*** Opening of Data for the task ***

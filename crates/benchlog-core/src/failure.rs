// Dweve Benchlog - Benchmark Log Analysis
//
// Copyright (c) 2025 Dweve IP B.V. and individual contributors.
//
// SPDX-License-Identifier: Apache-2.0
//
// Licensed under the Apache License, Version 2.0 (the "License");
// you may not use this file except in compliance with the License.
// You may obtain a copy of the License in the LICENSE file at the
// root of this repository or at: http://www.apache.org/licenses/LICENSE-2.0
//
// Unless required by applicable law or agreed to in writing, software
// distributed under the License is distributed on an "AS IS" BASIS,
// WITHOUT WARRANTIES OR CONDITIONS OF ANY KIND, either express or implied.
// See the License for the specific language governing permissions and
// limitations under the License.

//! Per-block parse failures.

use crate::model::ProjectTag;
use std::fmt;

/// Why a block produced no run.
#[derive(Debug, Clone, Copy, PartialEq, Eq, Hash)]
#[cfg_attr(feature = "serde", derive(serde::Serialize, serde::Deserialize))]
#[cfg_attr(feature = "serde", serde(rename_all = "snake_case"))]
pub enum FailureCategory {
    /// Marker-like line that does not parse.
    MalformedMarker,
    /// Section marker seen before any version marker.
    SectionOutsideVersion,
    /// Section whose declared version differs from its enclosing block.
    VersionMismatch,
    /// Section with an empty or whitespace-only body.
    EmptySection,
    /// Section dropped because the block limit was reached.
    BlockLimit,
    /// Grid or timestep count missing.
    GridOrTimesteps,
    /// No trait declaration found.
    Traits,
    /// Execution time, throughput or cell rate missing or invalid.
    PerformanceMetrics,
}

impl FailureCategory {
    /// True for boundary-level failures, false for field-level ones.
    pub fn is_structural(&self) -> bool {
        matches!(
            self,
            Self::MalformedMarker
                | Self::SectionOutsideVersion
                | Self::VersionMismatch
                | Self::EmptySection
                | Self::BlockLimit
        )
    }

    pub fn description(&self) -> &'static str {
        match self {
            Self::MalformedMarker => "malformed block marker",
            Self::SectionOutsideVersion => "section outside any version block",
            Self::VersionMismatch => "section version does not match its block",
            Self::EmptySection => "empty section",
            Self::BlockLimit => "block limit exceeded",
            Self::GridOrTimesteps => "could not parse grid/timesteps",
            Self::Traits => "could not parse any traits",
            Self::PerformanceMetrics => "could not parse performance metrics",
        }
    }
}

impl fmt::Display for FailureCategory {
    fn fmt(&self, f: &mut fmt::Formatter<'_>) -> fmt::Result {
        f.write_str(self.description())
    }
}

/// A block excluded from the parsed runs.
#[derive(Debug, Clone, PartialEq, Eq)]
#[cfg_attr(feature = "serde", derive(serde::Serialize, serde::Deserialize))]
pub struct ParseFailure {
    pub category: FailureCategory,
    /// Enclosing version, when one was open.
    pub version: Option<u32>,
    /// Section project, when the marker named one.
    pub project: Option<ProjectTag>,
    /// Line of the offending marker (1-based).
    pub line: usize,
    /// Missing or invalid fields, for field-level failures.
    pub missing: Vec<String>,
    /// Extra detail such as the offending marker text.
    pub detail: Option<String>,
}

impl ParseFailure {
    pub fn new(category: FailureCategory, line: usize) -> Self {
        Self {
            category,
            version: None,
            project: None,
            line,
            missing: Vec::new(),
            detail: None,
        }
    }

    pub fn with_version(mut self, version: u32) -> Self {
        self.version = Some(version);
        self
    }

    pub fn with_project(mut self, project: ProjectTag) -> Self {
        self.project = Some(project);
        self
    }

    pub fn with_missing<I, S>(mut self, missing: I) -> Self
    where
        I: IntoIterator<Item = S>,
        S: Into<String>,
    {
        self.missing = missing.into_iter().map(Into::into).collect();
        self
    }

    pub fn with_detail(mut self, detail: impl Into<String>) -> Self {
        self.detail = Some(detail.into());
        self
    }

    pub fn is_structural(&self) -> bool {
        self.category.is_structural()
    }
}

impl fmt::Display for ParseFailure {
    fn fmt(&self, f: &mut fmt::Formatter<'_>) -> fmt::Result {
        write!(f, "line {}: ", self.line)?;
        match (self.version, self.project) {
            (Some(v), Some(p)) => write!(f, "Version {} ({}): ", v, p)?,
            (Some(v), None) => write!(f, "Version {}: ", v)?,
            (None, Some(p)) => write!(f, "({}): ", p)?,
            (None, None) => {}
        }
        write!(f, "{}", self.category)?;
        if !self.missing.is_empty() {
            write!(f, " (missing: {})", self.missing.join(", "))?;
        }
        if let Some(ref detail) = self.detail {
            write!(f, ": {}", detail)?;
        }
        Ok(())
    }
}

*** Close of Data for the task ***

**Aim of the exercise:** The lines in the records above that include the word "FailureCategory" must be copied out.

**Answer to the exercise:**
pub enum FailureCategory {
impl FailureCategory {
impl fmt::Display for FailureCategory {
    pub category: FailureCategory,
    pub fn new(category: FailureCategory, line: usize) -> Self {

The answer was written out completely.